PsychoCounsel-Llama3-8B-Reward
Property | Value |
---|---|
Base Model | meta-llama/Llama-3.1-8B-Instruct |
Training Approach | Preference Learning |
Model Size | 8B parameters |
Hugging Face | Link |
What is PsychoCounsel-Llama3-8B-Reward?
PsychoCounsel-Llama3-8B-Reward is a specialized reward model developed for psychotherapy applications, built upon the Llama-3.1-8B-Instruct architecture. This model was trained using preference learning on the PsychoCounsel-Preference dataset, enabling it to evaluate and rank therapeutic responses effectively. The model has demonstrated remarkable performance, with the policy model trained using this reward function achieving an 87% win rate against GPT-4 in psycho-counseling tasks.
Implementation Details
The model is implemented using PyTorch and requires specific dependencies including torch 2.5.1, transformers 4.46.3, and openrlhf 0.5.7.dev0. It supports batch processing with BF16 precision and flash attention, allowing for efficient processing of sequences up to 2048 tokens.
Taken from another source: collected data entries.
//! Hot, replay-latest publish/subscribe primitive.
//!
//! `Signal<T>` caches its most recent value and broadcasts new values to
//! every active subscriber in publication order. A new subscriber is handed
//! the cached value immediately and then only values published after that
//! point; history is never replayed. Unsubscription is explicit: dropping
//! the `Subscription` handle deregisters it.
//!
//! Values are stored and broadcast under one lock, so every subscriber
//! observes the same total order with no concurrent emissions.

use std::sync::{Arc, Mutex};

use tokio::sync::mpsc;

struct Subscriber<T> {
    id: u64,
    tx: mpsc::UnboundedSender<T>,
}

struct Inner<T> {
    latest: T,
    next_id: u64,
    subscribers: Vec<Subscriber<T>>,
}

/// A multi-subscriber signal holding the last published value.
pub struct Signal<T> {
    inner: Arc<Mutex<Inner<T>>>,
}

impl<T: Clone> Signal<T> {
    /// Creates a signal with an initial value.
    ///
    /// The initial value is what late subscribers receive until the first
    /// `publish`.
    pub fn new(initial: T) -> Self {
        Self {
            inner: Arc::new(Mutex::new(Inner {
                latest: initial,
                next_id: 0,
                subscribers: Vec::new(),
            })),
        }
    }

    /// Returns a clone of the current value.
    pub fn get(&self) -> T {
        let inner = self.inner.lock().unwrap();
        inner.latest.clone()
    }

    /// Stores `value` as the latest and delivers it to all subscribers.
    ///
    /// Subscribers whose receiving end has been dropped are pruned here.
    pub fn publish(&self, value: T) {
        let mut inner = self.inner.lock().unwrap();
        inner.latest = value.clone();
        inner
            .subscribers
            .retain(|sub| sub.tx.send(value.clone()).is_ok());
    }

    /// Registers a new subscriber.
    ///
    /// The current value is delivered immediately, so a subscriber always
    /// starts from a defined state even if nothing is published afterwards.
    pub fn subscribe(&self) -> Subscription<T> {
        let (tx, rx) = mpsc::unbounded_channel();
        let mut inner = self.inner.lock().unwrap();
        let id = inner.next_id;
        inner.next_id += 1;
        // Queue the replayed value before registering so it precedes any
        // publish that races with this call.
        let _ = tx.send(inner.latest.clone());
        inner.subscribers.push(Subscriber { id, tx });
        Subscription {
            id,
            rx,
            inner: Arc::clone(&self.inner),
        }
    }
}

impl<T> Clone for Signal<T> {
    fn clone(&self) -> Self {
        Self {
            inner: Arc::clone(&self.inner),
        }
    }
}

/// Unsubscribe handle for one subscriber of a [`Signal`].
///
/// Dropping the subscription removes it from the signal; values published
/// afterwards are not delivered.
pub struct Subscription<T> {
    id: u64,
    rx: mpsc::UnboundedReceiver<T>,
    inner: Arc<Mutex<Inner<T>>>,
}

impl<T> Subscription<T> {
    /// Receives the next value in publication order.
    ///
    /// The first call yields the value cached at subscription time. Returns
    /// `None` once the subscription has been closed.
    pub async fn recv(&mut self) -> Option<T> {
        self.rx.recv().await
    }

    /// Non-blocking variant of [`Subscription::recv`] for synchronous loops.
    pub fn try_recv(&mut self) -> Option<T> {
        self.rx.try_recv().ok()
    }
}

impl<T> Drop for Subscription<T> {
    fn drop(&mut self) {
        let mut inner = self.inner.lock().unwrap();
        inner.subscribers.retain(|sub| sub.id != self.id);
    }
}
- Utilizes flash attention for improved performance
- Supports BF16 precision for efficient computation
- Implements batch processing with configurable batch sizes
- Provides normalized reward scoring for response evaluation
Core Capabilities
- Evaluates therapeutic responses based on learned preferences
- Generates normalized reward scores for comparing response quality
- Processes multi-turn counseling dialogues
- Supports real-time evaluation through API endpoints
Frequently Asked Questions
Q: What makes this model unique?
This model stands out for its specialized focus on psychotherapy, using preference learning to develop strong capabilities in evaluating therapeutic responses. Its impressive 87% win rate against GPT-4 demonstrates its effectiveness in understanding and assessing counseling interactions.
Q: What are the recommended use cases?
The model is specifically designed for evaluating and ranking therapeutic responses in counseling scenarios. It can be used to train other models through preference learning, assess the quality of AI-generated therapeutic responses, and help improve automated counseling systems.